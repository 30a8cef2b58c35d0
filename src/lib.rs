// Transform/reduce benchmark: sigmoid(sin(v * 0.001)) over a large buffer,
// summed under one of several execution strategies.

pub mod context;
pub mod error;
pub mod logging;
pub mod report;
pub mod strategies;
pub mod timing;
pub mod workload;

pub use context::{BenchConfig, ExecContext};
pub use error::{BenchError, Result};
pub use report::OutputFormat;
pub use strategies::Strategy;
pub use timing::Measurement;
// Transform/reduce benchmark runner
// Runs one strategy once over N zero-initialised f64 values and prints
//   <strategy>, result = <sum>, duration = <microseconds>us
//
// Usage: transform_reduce <seq|par|par_unseq|unseq|tbb|omp> [--threads T] [--grain G] [--affinity] [--format text|csv|json]

use std::process::ExitCode;

use anyhow::Context;
use clap::builder::RangedU64ValueParser;
use clap::Parser;
use tracing::error;

use transform_reduce_bench::strategies::token_list;
use transform_reduce_bench::{logging, report, timing, workload};
use transform_reduce_bench::{BenchConfig, ExecContext, OutputFormat, Strategy};

#[derive(Debug, Parser)]
#[command(
    name = "transform_reduce",
    about = "Time sigmoid(sin(x)) transform + sum under one execution strategy",
    disable_help_flag = true,
    disable_version_flag = true
)]
struct Cli {
    /// Execution strategy
    #[arg(value_enum, value_name = "STRATEGY")]
    strategy: Strategy,

    /// Worker threads (0 = all cores)
    #[arg(short, long, default_value_t = 0)]
    threads: usize,

    /// Minimum blocked-range size for `tbb`
    #[arg(
        long,
        default_value_t = transform_reduce_bench::context::DEFAULT_GRAIN,
        value_parser = RangedU64ValueParser::<usize>::new().range(1..)
    )]
    grain: usize,

    /// Pin worker threads to cores
    #[arg(long)]
    affinity: bool,

    /// Report line format
    #[arg(long, value_enum, default_value_t = OutputFormat::Text)]
    format: OutputFormat,
}

impl Cli {
    fn config(&self) -> BenchConfig {
        BenchConfig {
            threads: self.threads,
            grain: self.grain,
            affinity: self.affinity,
        }
    }
}

fn main() -> ExitCode {
    let cli = match Cli::try_parse() {
        Ok(cli) => cli,
        Err(err) => return usage_error(err),
    };

    logging::init();

    match run(&cli) {
        Ok(line) => {
            println!("{}", line);
            ExitCode::SUCCESS
        }
        Err(err) => {
            error!("{:#}", err);
            eprintln!("error: {:#}", err);
            ExitCode::FAILURE
        }
    }
}

fn run(cli: &Cli) -> anyhow::Result<String> {
    let ctx = ExecContext::new(&cli.config()).context("invalid execution settings")?;
    let measurement = timing::measure(cli.strategy, workload::N, &ctx)
        .with_context(|| format!("strategy {} failed", cli.strategy))?;
    report::render(&measurement, cli.format).context("failed to render report")
}

// every parse failure, including --help and --version, is a usage error
fn usage_error(err: clap::Error) -> ExitCode {
    eprint!("{}", err.render());
    print_usage();
    ExitCode::from(1)
}

fn print_usage() {
    let program = std::env::args()
        .next()
        .unwrap_or_else(|| "transform_reduce".to_string());
    println!("Usage: {} {}", program, token_list());
}
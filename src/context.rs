// Runtime knobs shared by every strategy
// The rayon pool is built once per run, like the per-benchmark pools in the
// overhead and histogram suites, and optionally pins its workers to cores.

use crate::error::{BenchError, Result};
use tracing::{debug, warn};

/// Minimum blocked-range length for the task-parallel strategy.
pub const DEFAULT_GRAIN: usize = 1 << 16;

#[derive(Debug, Clone, PartialEq, Eq)]
pub struct BenchConfig {
    /// 0 = all available cores
    pub threads: usize,
    pub grain: usize,
    pub affinity: bool,
}

impl Default for BenchConfig {
    fn default() -> Self {
        Self {
            threads: 0,
            grain: DEFAULT_GRAIN,
            affinity: false,
        }
    }
}

/// Resolved configuration plus the worker pool strategies run on.
pub struct ExecContext {
    threads: usize,
    grain: usize,
    affinity: bool,
    pool: rayon::ThreadPool,
}

impl ExecContext {
    pub fn new(config: &BenchConfig) -> Result<Self> {
        if config.grain == 0 {
            return Err(BenchError::ZeroGrain);
        }

        let threads = if config.threads == 0 {
            available_threads()
        } else {
            config.threads
        };

        let affinity = config.affinity;
        let pool = rayon::ThreadPoolBuilder::new()
            .num_threads(threads)
            .thread_name(|idx| format!("bench-worker-{}", idx))
            .start_handler(move |idx| {
                if affinity {
                    pin_to_core(idx);
                }
            })
            .build()?;

        debug!(threads, grain = config.grain, affinity, "execution context ready");

        Ok(Self {
            threads,
            grain: config.grain,
            affinity,
            pool,
        })
    }

    pub fn threads(&self) -> usize {
        self.threads
    }

    pub fn grain(&self) -> usize {
        self.grain
    }

    pub fn affinity(&self) -> bool {
        self.affinity
    }

    /// Run `op` inside the context's rayon pool.
    pub fn install<R, F>(&self, op: F) -> R
    where
        F: FnOnce() -> R + Send,
        R: Send,
    {
        self.pool.install(op)
    }
}

pub fn available_threads() -> usize {
    std::thread::available_parallelism()
        .map(|n| n.get())
        .unwrap_or(1)
}

/// Pin the calling thread to core `worker mod cores`.
pub fn pin_to_core(worker: usize) {
    match core_affinity::get_core_ids() {
        Some(core_ids) if !core_ids.is_empty() => {
            let core = core_ids[worker % core_ids.len()];
            if !core_affinity::set_for_current(core) {
                warn!(worker, core = core.id, "failed to pin worker");
            }
        }
        _ => warn!(worker, "core ids unavailable, worker left unpinned"),
    }
}

#[cfg(test)]
mod tests {
    use super::*;

    #[test]
    fn test_default_config() {
        let config = BenchConfig::default();
        assert_eq!(config.threads, 0);
        assert_eq!(config.grain, DEFAULT_GRAIN);
        assert!(!config.affinity);
    }

    #[test]
    fn test_zero_threads_resolves_to_cores() {
        let ctx = ExecContext::new(&BenchConfig::default()).unwrap();
        assert_eq!(ctx.threads(), available_threads());
        assert_eq!(ctx.install(rayon::current_num_threads), ctx.threads());
    }

    #[test]
    fn test_explicit_threads() {
        let config = BenchConfig {
            threads: 3,
            ..BenchConfig::default()
        };
        let ctx = ExecContext::new(&config).unwrap();
        assert_eq!(ctx.threads(), 3);
        assert_eq!(ctx.install(rayon::current_num_threads), 3);
    }

    #[test]
    fn test_zero_grain_rejected() {
        let config = BenchConfig {
            grain: 0,
            ..BenchConfig::default()
        };
        assert!(matches!(ExecContext::new(&config), Err(BenchError::ZeroGrain)));
    }

    #[test]
    fn test_affinity_pool_builds() {
        let config = BenchConfig {
            threads: 2,
            affinity: true,
            ..BenchConfig::default()
        };
        let ctx = ExecContext::new(&config).unwrap();
        assert!(ctx.affinity());
        assert_eq!(ctx.install(|| 40 + 2), 42);
    }
}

────────────────────

# What you need to do:
Work out how many lines of the data above hold the word "render", and write only the count.

# Task response:
2